For example, "I trod in a puddle this morning" is an "ablist" remark that can be interpreted as an act of violence towards anyone who happens to be unable to walk, either through disability or drunkenness.
Grayling is, of course, a friend of the Dawkins family and their dog.
And - I'm sorry, professor - but a lot of language needs to come with "trigger warnings", which means "I am about to use everyday terms but if you've got nothing better to do, you can get upset".
In my case, the trigger phrases that raise my blood pressure include "Spirit of Vatican II", "Cardinal Kasper says", "We'll now sing 'Oh what a horrid place the world is' by Bernadette Farrell", "Today we have a visiting preacher, Fr Harry Tique S.J." and "Let us offer each other the sign of peace".
The kiss of peace? No thanks.
At St Tharg's Church, where I normally worship, such acts of micro-aggression are common, and are definitely liable to deter worshippers. However, we do have a side-chapel dedicated to the memory of St Tharg. I have therefore persuaded Fr Arthur to let us use it as a "safe space" for sensitive worshippers. Out go the altar, the candles, and Tracey Emin's religious installation, "The Bed of St Tharg". In come sofas, teddy-bears, blankets to hide under, and the sounds of Gregorian chant.
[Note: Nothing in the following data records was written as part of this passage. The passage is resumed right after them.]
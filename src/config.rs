use std::fmt;
use std::net::SocketAddr;
use std::num::NonZeroU64;

use serde::Deserialize;
use tracing::trace;

use crate::check::CheckId;

/// How often a check logs once its initial verbose burst is over
///
/// Zero is rejected when the configuration is loaded.
#[derive(Debug, Clone, Copy, PartialEq, Eq, Deserialize)]
#[serde(try_from = "u64")]
pub struct LoggingFrequency(NonZeroU64);

impl LoggingFrequency {
    pub fn new(runs: u64) -> Result<Self, ConfigError> {
        NonZeroU64::new(runs)
            .map(Self)
            .ok_or(ConfigError::InvalidLoggingFrequency)
    }

    pub fn get(self) -> u64 {
        self.0.get()
    }
}

impl Default for LoggingFrequency {
    fn default() -> Self {
        Self(NonZeroU64::new(DEFAULT_LOGGING_FREQUENCY).unwrap_or(NonZeroU64::MIN))
    }
}

impl TryFrom<u64> for LoggingFrequency {
    type Error = ConfigError;

    fn try_from(value: u64) -> Result<Self, Self::Error> {
        Self::new(value)
    }
}

impl fmt::Display for LoggingFrequency {
    fn fmt(&self, f: &mut fmt::Formatter<'_>) -> fmt::Result {
        write!(f, "{}", self.0)
    }
}

/// Errors raised while validating a configuration
#[derive(Debug, Clone, PartialEq, Eq)]
pub enum ConfigError {
    /// `logging_frequency` must be strictly positive
    InvalidLoggingFrequency,

    /// `check_runners` must be strictly positive
    NoWorkers,

    /// Two checks share the same identifier
    DuplicateCheck(String),
}

impl fmt::Display for ConfigError {
    fn fmt(&self, f: &mut fmt::Formatter<'_>) -> fmt::Result {
        match self {
            ConfigError::InvalidLoggingFrequency => {
                write!(f, "logging_frequency must be greater than zero")
            }
            ConfigError::NoWorkers => write!(f, "check_runners must be greater than zero"),
            ConfigError::DuplicateCheck(id) => write!(f, "check {id} is configured twice"),
        }
    }
}

impl std::error::Error for ConfigError {}

const DEFAULT_LOGGING_FREQUENCY: u64 = 500;

fn default_check_runners() -> usize {
    4
}

fn default_queue_capacity() -> usize {
    100
}

fn default_api_bind() -> SocketAddr {
    SocketAddr::from(([127, 0, 0, 1], 5001))
}

fn default_interval() -> u64 {
    15
}

fn default_timeout() -> u64 {
    10
}

#[derive(Debug, Clone, Deserialize)]
pub struct Config {
    /// Number of workers pulling checks from the queue
    #[serde(default = "default_check_runners")]
    pub check_runners: usize,

    #[serde(default)]
    pub logging_frequency: LoggingFrequency,

    /// Capacity of the pending check queue
    #[serde(default = "default_queue_capacity")]
    pub queue_capacity: usize,

    /// Overrides the hostname reported with service checks
    pub hostname: Option<String>,

    /// Status API (disabled if absent)
    pub api: Option<ApiSettings>,

    #[serde(default)]
    pub checks: Vec<CheckConfig>,
}

impl Default for Config {
    fn default() -> Self {
        Self {
            check_runners: default_check_runners(),
            logging_frequency: LoggingFrequency::default(),
            queue_capacity: default_queue_capacity(),
            hostname: None,
            api: None,
            checks: vec![],
        }
    }
}

impl Config {
    pub fn validate(&self) -> Result<(), ConfigError> {
        if self.check_runners == 0 {
            return Err(ConfigError::NoWorkers);
        }

        let mut seen = std::collections::HashSet::new();
        for check in &self.checks {
            let id = check.id();
            if !seen.insert(id.clone()) {
                return Err(ConfigError::DuplicateCheck(id.to_string()));
            }
        }

        Ok(())
    }
}

#[derive(Debug, Clone, Deserialize)]
pub struct ApiSettings {
    #[serde(default = "default_api_bind")]
    pub bind: SocketAddr,
}

/// A configured check instance
#[derive(Debug, Clone, Deserialize)]
#[serde(tag = "kind", rename_all = "snake_case")]
pub enum CheckConfig {
    Http(HttpCheckConfig),
    Resources(ResourcesCheckConfig),
}

impl CheckConfig {
    pub fn id(&self) -> CheckId {
        match self {
            CheckConfig::Http(config) => CheckId::new("http", &config.name),
            CheckConfig::Resources(config) => CheckId::new("resources", &config.name),
        }
    }
}

#[derive(Debug, Clone, Copy, Default, PartialEq, Eq, Deserialize)]
#[serde(rename_all = "UPPERCASE")]
pub enum HttpMethod {
    #[default]
    Get,
    Post,
    Head,
}

#[derive(Debug, Clone, Deserialize)]
pub struct HttpCheckConfig {
    pub name: String,
    pub url: String,

    /// Seconds between runs, 0 for a long-running check
    #[serde(default = "default_interval")]
    pub interval: u64,

    /// Request timeout in seconds
    #[serde(default = "default_timeout")]
    pub timeout: u64,

    #[serde(default)]
    pub method: HttpMethod,

    /// Accepted status codes (any 2xx if absent)
    pub expected_status: Option<Vec<u16>>,

    /// Regex the body should match, a warning is raised otherwise
    pub body_pattern: Option<String>,
}

#[derive(Debug, Clone, Deserialize)]
pub struct ResourcesCheckConfig {
    pub name: String,

    #[serde(default = "default_interval")]
    pub interval: u64,

    /// Warn above this average CPU usage (percent)
    pub cpu_limit: Option<f32>,

    /// Warn above this memory usage (percent)
    pub memory_limit: Option<f32>,
}

pub fn read_config_file(path: &str) -> anyhow::Result<Config> {
    let file_content = std::fs::read_to_string(path)?;
    let config: Config = serde_json::from_str(&file_content)
        .map_err(|e| anyhow::anyhow!("Invalid configuration file provided: {e}"))?;
    config.validate()?;
    trace!("loaded config: {config:?}");
    Ok(config)
}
A safe space in the Tharg Chapel.
Bring on the Year of Mercy with its logo of the two-headed cyclops on skis, its official Paul Inwood Taizé-pastiche hymn, and its mysterious opening of doors! Actually, I don't mind the opening of doors, since Dr Joseph Shaw has kindly provided a liturgy for this in his Latin Mass Society booklet:
Papa Franciscus quis?
Anyway, bring on the Year of Mercy, and I'll see you in the Tharg Chapel.